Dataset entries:
use std::time::Duration;

use anyhow::{anyhow, Context, Result};
use async_trait::async_trait;
use bytes::Bytes;
use futures::stream::{self, BoxStream, StreamExt};
use reqwest::{Client, Response};
use serde::Serialize;
use serde_json::Value;
use tracing::{debug, warn};

use crate::config::EngineConfig;
use crate::stream::{block_data, parse_chunk, ChunkEvent, SseBuffer};

#[derive(Debug, Clone, Copy, PartialEq, Eq, Serialize)]
pub struct SamplingParams {
    pub max_tokens: u64,
}

/// One incremental output of a generation request.
#[derive(Debug, Clone, Copy, PartialEq, Eq)]
pub struct PartialOutput {
    /// Tokens generated so far, including this output.
    pub cumulative_tokens: u64,
    /// Prompt length as counted by the engine, when it reports one.
    pub prompt_tokens: Option<u64>,
}

pub type GenerationStream = BoxStream<'static, Result<PartialOutput>>;

/// The inference engine under test. Implementations own the transport; the
/// harness only ever consumes the stream they return.
#[async_trait]
pub trait GenerationEngine: Send + Sync {
    async fn generate(
        &self,
        prompt: &str,
        params: SamplingParams,
        request_id: u64,
    ) -> Result<GenerationStream>;

    async fn runtime_version(&self) -> Option<String> {
        None
    }

    fn describe(&self) -> String;
}

const CONNECT_TIMEOUT: Duration = Duration::from_secs(10);

/// Talks to an OpenAI-compatible completion server (vLLM, SGLang, TGI).
#[derive(Debug, Clone)]
pub struct HttpEngine {
    client: Client,
    config: EngineConfig,
    /// Context length the server reports for the model, when it lists one.
    served_max_model_len: Option<u32>,
}

impl HttpEngine {
    /// Builds the client and checks the configured model against `/v1/models`.
    pub async fn connect(config: EngineConfig) -> Result<Self> {
        let client = Client::builder()
            .connect_timeout(CONNECT_TIMEOUT)
            .tcp_nodelay(true)
            .build()
            .context("failed to construct HTTP client")?;
        let mut engine = Self {
            client,
            config,
            served_max_model_len: None,
        };
        engine.served_max_model_len = engine.check_model().await?;
        Ok(engine)
    }

    pub fn served_max_model_len(&self) -> Option<u32> {
        self.served_max_model_len
    }

    /// Context length requests are bound by: the served value when known,
    /// otherwise the configured one.
    pub fn context_limit(&self) -> u32 {
        self.served_max_model_len.unwrap_or(self.config.max_model_len)
    }

    /// Warns and returns `false` when prompt plus generation budget cannot
    /// fit in the model's context.
    pub fn check_request_budget(&self, prompt_tokens: u64, max_tokens: u64) -> bool {
        let limit = u64::from(self.context_limit());
        let needed = prompt_tokens.saturating_add(max_tokens);
        if needed > limit {
            warn!(
                prompt_tokens,
                max_tokens,
                max_model_len = limit,
                "prompt plus max_tokens exceeds the model context; requests may be rejected or truncated"
            );
            return false;
        }
        true
    }

    async fn check_model(&self) -> Result<Option<u32>> {
        let url = self.config.url_for("v1/models")?;
        let response = self
            .client
            .get(url.clone())
            .headers(self.config.headers.clone())
            .send()
            .await
            .with_context(|| format!("inference engine unreachable at {}", url))?;
        let response = ensure_success(response).await?;
        let payload: Value = response
            .json()
            .await
            .context("failed to decode /v1/models response")?;

        let models: &[Value] = payload
            .get("data")
            .and_then(|data| data.as_array())
            .map(Vec::as_slice)
            .unwrap_or_default();

        let Some(entry) = models
            .iter()
            .find(|model| model.get("id").and_then(|id| id.as_str()) == Some(self.config.model.as_str()))
        else {
            let served: Vec<&str> = models
                .iter()
                .filter_map(|model| model.get("id").and_then(|id| id.as_str()))
                .collect();
            warn!(
                model = %self.config.model,
                served = ?served,
                "configured model is not listed by the engine"
            );
            return Ok(None);
        };

        let served_len = entry
            .get("max_model_len")
            .and_then(|value| value.as_u64())
            .and_then(|value| u32::try_from(value).ok());
        match served_len {
            Some(served) if served != self.config.max_model_len => warn!(
                model = %self.config.model,
                configured = self.config.max_model_len,
                served,
                "engine serves a different max_model_len than configured"
            ),
            Some(served) => debug!(model = %self.config.model, max_model_len = served, "model is served by the engine"),
            None => debug!(model = %self.config.model, "engine does not report max_model_len"),
        }
        Ok(served_len)
    }

    fn request_body<'a>(&'a self, prompt: &'a str, params: SamplingParams) -> CompletionRequest<'a> {
        CompletionRequest {
            model: &self.config.model,
            prompt,
            params,
            stream: true,
            stream_options: StreamOptions {
                include_usage: true,
                continuous_usage_stats: true,
            },
        }
    }
}

#[derive(Debug, Serialize)]
struct CompletionRequest<'a> {
    model: &'a str,
    prompt: &'a str,
    #[serde(flatten)]
    params: SamplingParams,
    stream: bool,
    stream_options: StreamOptions,
}

#[derive(Debug, Serialize)]
struct StreamOptions {
    include_usage: bool,
    /// vLLM extension: attach usage to every chunk, not just the last one.
    continuous_usage_stats: bool,
}

#[async_trait]
impl GenerationEngine for HttpEngine {
    async fn generate(
        &self,
        prompt: &str,
        params: SamplingParams,
        request_id: u64,
    ) -> Result<GenerationStream> {
        let url = self.config.url_for("v1/completions")?;
        let response = self
            .client
            .post(url)
            .headers(self.config.headers.clone())
            .header("X-Request-Id", format!("llmbench-{}", request_id))
            .json(&self.request_body(prompt, params))
            .send()
            .await
            .with_context(|| format!("request {} could not be sent", request_id))?;
        let response = ensure_success(response).await?;
        Ok(completion_stream(response.bytes_stream()))
    }

    async fn runtime_version(&self) -> Option<String> {
        let url = self.config.url_for("version").ok()?;
        let response = self
            .client
            .get(url)
            .headers(self.config.headers.clone())
            .send()
            .await
            .ok()?;
        if !response.status().is_success() {
            debug!(status = %response.status(), "engine does not expose /version");
            return None;
        }
        let payload: Value = response.json().await.ok()?;
        payload
            .get("version")
            .and_then(|version| version.as_str())
            .map(str::to_string)
    }

    fn describe(&self) -> String {
        let max_model_len = match self.served_max_model_len {
            Some(served) if served == self.config.max_model_len => format!("{} (served)", served),
            Some(served) => format!(
                "{} (served, configured {})",
                served, self.config.max_model_len
            ),
            None => format!("{} (configured)", self.config.max_model_len),
        };
        format!(
            "{} at {}; max_model_len={}; configured dtype={}, gpu_memory_utilization={}",
            self.config.model,
            self.config.endpoint,
            max_model_len,
            self.config.dtype,
            self.config.gpu_memory_utilization
        )
    }
}

async fn ensure_success(response: Response) -> Result<Response> {
    let status = response.status();
    if status.is_success() {
        return Ok(response);
    }
    let body = response
        .text()
        .await
        .unwrap_or_else(|err| format!("<failed to read body: {}>", err));
    Err(anyhow!("request failed ({}) {}", status, body.trim()))
}

struct StreamState {
    body: BoxStream<'static, Result<Bytes>>,
    buffer: SseBuffer,
    tokens: u64,
    prompt_tokens: Option<u64>,
    finished: bool,
}

/// Turns an SSE byte stream into cumulative token counts, one item per chunk
/// that advanced the count or reported a prompt length.
pub(crate) fn completion_stream<S, B, E>(body: S) -> GenerationStream
where
    S: futures::Stream<Item = std::result::Result<B, E>> + Send + 'static,
    B: Into<Bytes>,
    E: std::error::Error + Send + Sync + 'static,
{
    let state = StreamState {
        body: body
            .map(|item| item.map(Into::into).map_err(anyhow::Error::new))
            .boxed(),
        buffer: SseBuffer::new(),
        tokens: 0,
        prompt_tokens: None,
        finished: false,
    };

    stream::unfold(state, |mut state| async move {
        loop {
            if state.finished {
                return None;
            }

            if let Some(block) = state.buffer.next_block() {
                if let Some(item) = state.apply_block(&block) {
                    return Some((item, state));
                }
                continue;
            }

            match state.body.next().await {
                Some(Ok(chunk)) => state.buffer.push_chunk(&chunk),
                Some(Err(err)) => {
                    state.finished = true;
                    return Some((Err(err.context("stream interrupted")), state));
                }
                None => {
                    state.finished = true;
                    let tail = state.buffer.take_remaining();
                    if let Some(item) = tail.and_then(|block| state.apply_block(&block)) {
                        return Some((item, state));
                    }
                    return None;
                }
            }
        }
    })
    .boxed()
}

impl StreamState {
    fn apply_block(&mut self, block: &str) -> Option<Result<PartialOutput>> {
        let data = block_data(block)?;
        match parse_chunk(&data) {
            Ok(ChunkEvent::Done) => {
                self.finished = true;
                None
            }
            Ok(ChunkEvent::Progress {
                completion_tokens,
                prompt_tokens,
                has_text,
            }) => {
                let previous = (self.tokens, self.prompt_tokens);
                if let Some(reported) = completion_tokens {
                    self.tokens = self.tokens.max(reported);
                } else if has_text {
                    self.tokens += 1;
                }
                if prompt_tokens.is_some() {
                    self.prompt_tokens = prompt_tokens;
                }
                if (self.tokens, self.prompt_tokens) == previous {
                    return None;
                }
                Some(Ok(PartialOutput {
                    cumulative_tokens: self.tokens,
                    prompt_tokens: self.prompt_tokens,
                }))
            }
            Err(err) => {
                self.finished = true;
                Some(Err(err))
            }
        }
    }
}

- Task item:
Within the data, how many lines hold the word "HttpEngine"? State the number alone.

- Your solution:
3